I am trying to configure a mikrotik router in order to act as a transparent bridge but in a way it can be accessed for remote monitoring. For testing purposes I am trying to pass all packets but redirect the port 80 to the router itself.

I created a bridge, added the ports 4 and 5, and assigned it an IP (192.168.89.1).

Then, at bridge NAT I added a dstnat rule to the bridge that matches protocol TCP and port 80 with the action "redirect". The counter shows it is catching the packets.

Then, at firewall I created a NAT rule. Dstnat, protocol tcp, port 80, action redirect, port 80. The counter indicates it is catching the packets but I never receive an answer.

I also tried dst-nat to (192.168.89.1:80) instead of redirect with the same results...


The idea is to transparently pass all traffic throug the bridge no mather the ip but if the traffic is destinated to a specific port, it should be natted to the router IP address and answered by it with the original IP, but the router itself does not have internet access because it has not a valid IP address. I want it only answers some packets.

I am trying to pass all packets but redirect the port 80

You don't have to route port 80, this is default in router board. Just put ip address assigned below in browser address bar.

I created a bridge, added the ports 4 and 5, and assigned it an IP

Good

the router itself does not have internet access because it has not a valid IP address

No traffic will come from the router unless it is routed through or bridged. Router board does not generate internet traffic.

In firewall nat create a rule with outgoing interface selected. Should be it.

I am trying to pass all packets but redirect the port 80

You don't have to route port 80, this is default in router board. Just put ip address assigned below in browser address bar.

What I want to do is to pass the internet ip address directly to a computer or router but keep the port 80 (or another port) of the mikrotik for itself (for administration purposes).

Something like this:

Original scenario:
cablemodem----------->router (The router has a real internet ip address)

Adding mikrotik:
cablemodem----->mikrotik------>router (this router with the REAL internet IP address provided by the cablemodem, NOT a private IP provided by mikrotik)

I can do this by bridging 2 ports, but I also want to keep the hability to configure remotely the mikrotik.

Few ways to accomplish this. What i would probably do is not bridge anything in mikrotik. Give public ip to mikrotik and internal ip to other port of mikrotik and router. Then in mikrotik first do dst-nat port 80 to mikrotik ip. Then do dest nat to route every thing to router internal ip and do masquerade with mikrotik port with public ip as outgoing interface.
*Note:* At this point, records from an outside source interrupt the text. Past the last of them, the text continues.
//! Wall-clock abstraction.
//!
//! Every time read in the core goes through a [`Clock`] so the timer can be
//! driven deterministically in tests and simulations.

use std::sync::Mutex;

use chrono::{DateTime, Duration, Local, NaiveDate, Utc};

pub trait Clock: Send + Sync {
    fn now(&self) -> DateTime<Utc>;

    /// Calendar day used for streak accounting.
    fn today(&self) -> NaiveDate {
        self.now().with_timezone(&Local).date_naive()
    }
}

/// The real system clock.
#[derive(Debug, Clone, Copy, Default)]
pub struct SystemClock;

impl Clock for SystemClock {
    fn now(&self) -> DateTime<Utc> {
        Utc::now()
    }
}

/// A clock that only moves when told to.
///
/// Calendar days are taken in UTC so results do not depend on the host
/// timezone.
#[derive(Debug)]
pub struct ManualClock {
    now: Mutex<DateTime<Utc>>,
}

impl ManualClock {
    pub fn new(start: DateTime<Utc>) -> Self {
        Self {
            now: Mutex::new(start),
        }
    }

    pub fn set(&self, at: DateTime<Utc>) {
        *self.lock() = at;
    }

    pub fn advance(&self, by: Duration) {
        let mut now = self.lock();
        *now += by;
    }

    pub fn advance_secs(&self, secs: i64) {
        self.advance(Duration::seconds(secs));
    }

    fn lock(&self) -> std::sync::MutexGuard<'_, DateTime<Utc>> {
        // A poisoned clock still holds a valid instant.
        self.now.lock().unwrap_or_else(|e| e.into_inner())
    }
}

impl Clock for ManualClock {
    fn now(&self) -> DateTime<Utc> {
        *self.lock()
    }

    fn today(&self) -> NaiveDate {
        self.now().date_naive()
    }
}
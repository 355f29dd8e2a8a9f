use chrono::{DateTime, Utc};
use serde::{Deserialize, Serialize};

use crate::quit_flow::QuitStage;
use crate::session::{Session, SessionKind};
use crate::strict_mode::ChallengeType;
use crate::timer::TimerState;

/// Every state change in the core produces an Event.
/// Front-ends render from these; nothing in the core observes them.
#[derive(Debug, Clone, Serialize, Deserialize)]
#[serde(tag = "type")]
pub enum Event {
    TimerStarted {
        session: Session,
        at: DateTime<Utc>,
    },
    TimerPaused {
        remaining_ms: u64,
        at: DateTime<Utc>,
    },
    TimerResumed {
        remaining_ms: u64,
        end_at: DateTime<Utc>,
        at: DateTime<Utc>,
    },
    /// The timer was stopped early. The session carries `quit_early`.
    TimerStopped {
        session: Session,
        at: DateTime<Utc>,
    },
    /// Fired exactly once per session, when its planned time ran out.
    SessionCompleted {
        session: Session,
        at: DateTime<Utc>,
    },
    TimerReset {
        at: DateTime<Utc>,
    },
    QuitFlowStarted {
        challenge: ChallengeType,
        streak: u32,
        at: DateTime<Utc>,
    },
    QuitFlowAdvanced {
        stage: QuitStage,
        at: DateTime<Utc>,
    },
    /// The user backed out; the session keeps running untouched.
    QuitFlowAborted {
        stage: QuitStage,
        at: DateTime<Utc>,
    },
    /// The session ended through a confirmed quit (strict or not).
    SessionQuit {
        session: Session,
        at: DateTime<Utc>,
    },
    StateSnapshot {
        state: TimerState,
        kind: Option<SessionKind>,
        remaining_ms: u64,
        total_ms: u64,
        progress: f64,
        paused_ms: u64,
        end_at: Option<DateTime<Utc>>,
        at: DateTime<Utc>,
    },
}
//! Strict Mode quit flow.
//!
//! Friction between "I want to quit" and the session actually stopping:
//!
//! ```text
//! Delay (10 s) -> Challenge -> StreakWarning -> confirmed
//!    | cancel        | go back     | keep going
//!    v               v             v
//!  aborted         aborted       aborted
//! ```
//!
//! The flow never touches the timer. The session keeps running (and keeps
//! counting down) the whole time; only a confirmed quit has any effect, and
//! that effect is applied by the owner of the flow.

use chrono::{DateTime, Duration, Utc};
use rand::Rng;
use serde::{Deserialize, Serialize};

use crate::challenge::Challenge;
use crate::strict_mode::{ChallengeType, StrictModeSettings, Tone};

pub const DELAY_SECS: i64 = 10;

#[derive(Debug, Clone, Copy, PartialEq, Eq, Serialize, Deserialize)]
#[serde(rename_all = "snake_case")]
pub enum QuitStage {
    Delay,
    Challenge,
    StreakWarning,
}

#[derive(Debug, Clone, Copy, PartialEq, Eq, Serialize, Deserialize)]
#[serde(tag = "step", content = "stage", rename_all = "snake_case")]
pub enum QuitStep {
    Advanced(QuitStage),
    Aborted(QuitStage),
    Confirmed,
}

/// Copy for the last stage, built from the streak captured at flow start.
#[derive(Debug, Clone, PartialEq, Eq, Serialize, Deserialize)]
pub struct StreakWarning {
    pub streak: u32,
    pub tone: Tone,
}

impl StreakWarning {
    /// With no streak there is nothing to lose, so the copy is low stakes.
    pub fn has_streak(&self) -> bool {
        self.streak > 0
    }

    pub fn headline(&self) -> String {
        if !self.has_streak() {
            return match self.tone {
                Tone::Gentle => "That's okay".to_string(),
                Tone::Strict => "Quitting already?".to_string(),
                Tone::Neutral | Tone::Custom => "End this session?".to_string(),
            };
        }
        let days = format!("{}-day", self.streak);
        match self.tone {
            Tone::Gentle => format!("You're on a {days} streak"),
            Tone::Strict => format!("You will lose your {days} streak"),
            Tone::Neutral | Tone::Custom => format!("Your {days} streak will reset"),
        }
    }

    pub fn body(&self) -> &'static str {
        match (self.has_streak(), self.tone) {
            (false, Tone::Gentle) => {
                "Every session is practice. You can start again whenever you're ready."
            }
            (false, Tone::Strict) => {
                "You haven't built a streak yet, and quitting won't help you start one."
            }
            (false, _) => "This session will be recorded as quit early.",
            (true, Tone::Gentle) => {
                "It would be a shame to let it go. A few more minutes might be all you need."
            }
            (true, Tone::Strict) => {
                "Every day of work behind that number goes back to zero. Is this worth it?"
            }
            (true, _) => "Quitting now sets your current streak back to zero.",
        }
    }
}

#[derive(Debug, Clone, PartialEq, Serialize, Deserialize)]
pub struct QuitFlow {
    stage: QuitStage,
    started_at: DateTime<Utc>,
    delay_until: DateTime<Utc>,
    challenge: Challenge,
    tone: Tone,
    streak: u32,
    #[serde(default)]
    finished: bool,
}

impl QuitFlow {
    /// Start a flow. The challenge type, tone and streak are captured now and
    /// do not follow later changes.
    pub fn begin<R: Rng + ?Sized>(
        settings: &StrictModeSettings,
        streak: u32,
        now: DateTime<Utc>,
        rng: &mut R,
    ) -> Self {
        let challenge =
            Challenge::generate(settings.challenge_type, &settings.challenge_phrase(), rng);
        Self {
            stage: QuitStage::Delay,
            started_at: now,
            delay_until: now + Duration::seconds(DELAY_SECS),
            challenge,
            tone: settings.tone,
            streak,
            finished: false,
        }
    }

    pub fn stage(&self) -> QuitStage {
        self.stage
    }

    pub fn started_at(&self) -> DateTime<Utc> {
        self.started_at
    }

    pub fn is_finished(&self) -> bool {
        self.finished
    }

    pub fn challenge_type(&self) -> ChallengeType {
        self.challenge.kind()
    }

    pub fn streak(&self) -> u32 {
        self.streak
    }

    pub fn tone(&self) -> Tone {
        self.tone
    }

    pub fn challenge(&self) -> &Challenge {
        &self.challenge
    }

    /// Mutable access for user input, only while the challenge is on screen.
    pub fn challenge_mut(&mut self) -> Option<&mut Challenge> {
        (self.is_at(QuitStage::Challenge)).then_some(&mut self.challenge)
    }

    pub fn delay_remaining(&self, now: DateTime<Utc>) -> Duration {
        if !self.is_at(QuitStage::Delay) {
            return Duration::zero();
        }
        (self.delay_until - now).max(Duration::zero())
    }

    /// The text the user typed to get through, when the phrase challenge
    /// was used and passed.
    pub fn phrase_used(&self) -> Option<&str> {
        self.challenge
            .as_phrase()
            .filter(|p| p.is_satisfied())
            .map(|p| p.typed().trim())
    }

    pub fn streak_warning(&self) -> Option<StreakWarning> {
        self.is_at(QuitStage::StreakWarning).then(|| StreakWarning {
            streak: self.streak,
            tone: self.tone,
        })
    }

    // ── Transitions ──────────────────────────────────────────────────

    /// Time-driven progress: ends the delay once it expires.
    pub fn poll(&mut self, now: DateTime<Utc>) -> Option<QuitStep> {
        if self.is_at(QuitStage::Challenge) {
            self.challenge.poll(now);
            return None;
        }
        if self.is_at(QuitStage::Delay) && now >= self.delay_until {
            self.stage = QuitStage::Challenge;
            tracing::debug!("quit delay elapsed");
            return Some(QuitStep::Advanced(QuitStage::Challenge));
        }
        None
    }

    /// Cancel during the delay.
    pub fn cancel(&mut self) -> Option<QuitStep> {
        self.abort_from(QuitStage::Delay)
    }

    /// Back out of the challenge.
    pub fn go_back(&mut self) -> Option<QuitStep> {
        self.abort_from(QuitStage::Challenge)
    }

    /// Continue past a satisfied challenge.
    pub fn continue_past_challenge(&mut self, now: DateTime<Utc>) -> Option<QuitStep> {
        if !self.is_at(QuitStage::Challenge) {
            return None;
        }
        self.challenge.poll(now);
        if !self.challenge.is_satisfied() {
            return None;
        }
        self.stage = QuitStage::StreakWarning;
        Some(QuitStep::Advanced(QuitStage::StreakWarning))
    }

    /// Decide not to quit at the warning.
    pub fn keep_going(&mut self) -> Option<QuitStep> {
        self.abort_from(QuitStage::StreakWarning)
    }

    pub fn confirm_quit(&mut self) -> Option<QuitStep> {
        if !self.is_at(QuitStage::StreakWarning) {
            return None;
        }
        self.finished = true;
        tracing::info!(streak = self.streak, "quit confirmed");
        Some(QuitStep::Confirmed)
    }

    fn abort_from(&mut self, stage: QuitStage) -> Option<QuitStep> {
        if !self.is_at(stage) {
            return None;
        }
        self.finished = true;
        tracing::info!(?stage, "quit flow aborted");
        Some(QuitStep::Aborted(stage))
    }

    fn is_at(&self, stage: QuitStage) -> bool {
        !self.finished && self.stage == stage
    }
}
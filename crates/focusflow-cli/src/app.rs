//! Per-invocation state shared by the subcommands.
//!
//! Every CLI call is a short-lived host: it restores the controller from the
//! database, applies one command and writes the controller back.

use std::sync::Arc;

use chrono::Utc;
use focusflow_core::services::{LoggingBlocker, LoggingNotifier};
use focusflow_core::{
    BlockingService, Collaborators, Config, ControllerRecord, Database, FocusController,
    NotificationService, SessionKind, SystemClock,
};

type CliResult<T> = Result<T, Box<dyn std::error::Error>>;

/// Blocker used when blocking is switched off in the config.
struct NoBlocker;

impl BlockingService for NoBlocker {
    fn start_blocking(&self) {}
    fn stop_blocking(&self) {}
}

/// Notifier used when notifications are switched off in the config.
struct NoNotifier;

impl NotificationService for NoNotifier {
    fn schedule_completion_alert(
        &self,
        _at: chrono::DateTime<Utc>,
        _duration_secs: u64,
        _kind: SessionKind,
    ) -> focusflow_core::error::Result<()> {
        Ok(())
    }

    fn cancel_pending(&self) -> focusflow_core::error::Result<()> {
        Ok(())
    }
}

pub struct App {
    pub config: Config,
    pub db: Arc<Database>,
    pub controller: FocusController,
}

impl App {
    pub fn open() -> CliResult<Self> {
        let mut config = Config::load()?;
        let before = config.strict_mode.clone();
        config.strict_mode.settle(Utc::now());
        if config.strict_mode != before {
            tracing::info!("scheduled strict mode disable took effect");
            config.save()?;
        }

        let db = Arc::new(Database::open()?);
        let record = match db.load_controller()? {
            Some(record) => record,
            None => ControllerRecord {
                timer: Default::default(),
                ledger: db.load_ledger()?,
            },
        };

        let blocker: Arc<dyn BlockingService> = if config.blocking.enabled {
            Arc::new(LoggingBlocker)
        } else {
            Arc::new(NoBlocker)
        };
        let notifier: Arc<dyn NotificationService> = if config.notifications.enabled {
            Arc::new(LoggingNotifier)
        } else {
            Arc::new(NoNotifier)
        };

        let controller = FocusController::restore(
            record,
            Collaborators {
                clock: Arc::new(SystemClock),
                blocker,
                notifier,
                store: db.clone(),
            },
            config.strict_mode.clone(),
            config.rng_seed,
        );

        Ok(Self {
            config,
            db,
            controller,
        })
    }

    pub fn save(&self) -> CliResult<()> {
        self.db.save_controller(&self.controller.record())?;
        Ok(())
    }
}

/// Print a JSON value the way every subcommand does.
pub fn print_json<T: serde::Serialize>(value: &T) -> CliResult<()> {
    println!("{}", serde_json::to_string_pretty(value)?);
    Ok(())
}
mod engine;

pub use engine::{TimerRecord, TimerService, TimerState};
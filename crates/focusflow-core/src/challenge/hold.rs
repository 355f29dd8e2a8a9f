//! Press-and-hold challenge.
//!
//! The hold has to last the full duration in one go. Letting go early
//! throws away the partial hold.

use chrono::{DateTime, Duration, Utc};
use serde::{Deserialize, Serialize};

pub const DEFAULT_HOLD_SECS: i64 = 5;

#[derive(Debug, Clone, PartialEq, Eq, Serialize, Deserialize)]
pub struct HoldChallenge {
    required_ms: i64,
    #[serde(default)]
    pressed_since: Option<DateTime<Utc>>,
    #[serde(default)]
    completed: bool,
}

impl Default for HoldChallenge {
    fn default() -> Self {
        Self::new(Duration::seconds(DEFAULT_HOLD_SECS))
    }
}

impl HoldChallenge {
    pub fn new(required: Duration) -> Self {
        Self {
            required_ms: required.num_milliseconds().max(1),
            pressed_since: None,
            completed: false,
        }
    }

    pub fn required(&self) -> Duration {
        Duration::milliseconds(self.required_ms)
    }

    pub fn is_pressed(&self) -> bool {
        self.pressed_since.is_some()
    }

    pub fn press(&mut self, now: DateTime<Utc>) {
        if self.completed || self.pressed_since.is_some() {
            return;
        }
        self.pressed_since = Some(now);
    }

    /// Let go. Returns whether the hold was long enough.
    pub fn release(&mut self, now: DateTime<Utc>) -> bool {
        if let Some(since) = self.pressed_since.take() {
            if (now - since).num_milliseconds() >= self.required_ms {
                self.completed = true;
            }
        }
        self.completed
    }

    /// Fraction of the required hold reached so far, 0.0 ..= 1.0.
    pub fn progress(&self, now: DateTime<Utc>) -> f64 {
        if self.completed {
            return 1.0;
        }
        match self.pressed_since {
            Some(since) => {
                let held = (now - since).num_milliseconds().max(0) as f64;
                (held / self.required_ms as f64).min(1.0)
            }
            None => 0.0,
        }
    }

    /// Latches once the full duration was reached while still pressed.
    pub fn poll(&mut self, now: DateTime<Utc>) -> bool {
        if !self.completed && self.progress(now) >= 1.0 {
            self.completed = true;
            self.pressed_since = None;
        }
        self.completed
    }

    pub fn is_satisfied(&self) -> bool {
        self.completed
    }
}
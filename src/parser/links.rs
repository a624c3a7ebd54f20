use std::sync::LazyLock;

use regex::Regex;

use super::document::Markup;
use crate::record::LinkEntry;

static CATEGORY_RE: LazyLock<Regex> =
    LazyLock::new(|| Regex::new(r"/wiki/Category:([^/?#]+)").unwrap());

/// Card links of a category page, in page order. Duplicates are kept.
pub fn extract(doc: &impl Markup, origin: &str) -> Vec<LinkEntry> {
    doc.overview_anchors()
        .into_iter()
        .flatten()
        .filter_map(|anchor| {
            let href = anchor.href.filter(|h| !h.is_empty())?;
            if anchor.text.is_empty() {
                return None;
            }
            Some(LinkEntry {
                name: anchor.text,
                link: absolute_url(origin, &href),
            })
        })
        .collect()
}

fn absolute_url(origin: &str, href: &str) -> String {
    if href.starts_with("http://") || href.starts_with("https://") {
        href.to_string()
    } else {
        format!("{}{}", origin.trim_end_matches('/'), href)
    }
}

/// `.../wiki/Category:Troop_Cards` → `troop_cards`.
pub fn category_name(url: &str) -> Option<String> {
    CATEGORY_RE
        .captures(url)
        .map(|c| c[1].to_lowercase())
}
Few ways to accomplish this. What i would probably do is not bridge anything in mikrotik. Give public ip to mikrotik and internal ip to other port of mikrotik and router. Then in mikrotik first do dst-nat port 80 to mikrotik ip. Then do dest nat to route every thing to router internal ip and do masquerade with mikrotik port with public ip as outgoing interface.

Yes, but the masqueraded network will not get a public ip address. I am searching for a way to make it totally transparent. But I am thinking it will not be possible.

Yes, but the masqueraded network will not get a public ip address.

True. However, with this setup, if you enter your public ip on the internet, it will be routed to your masqueraded network, totally transparent. You wont even know it is your masqueraded ip. For all intents it will appear like your public ip.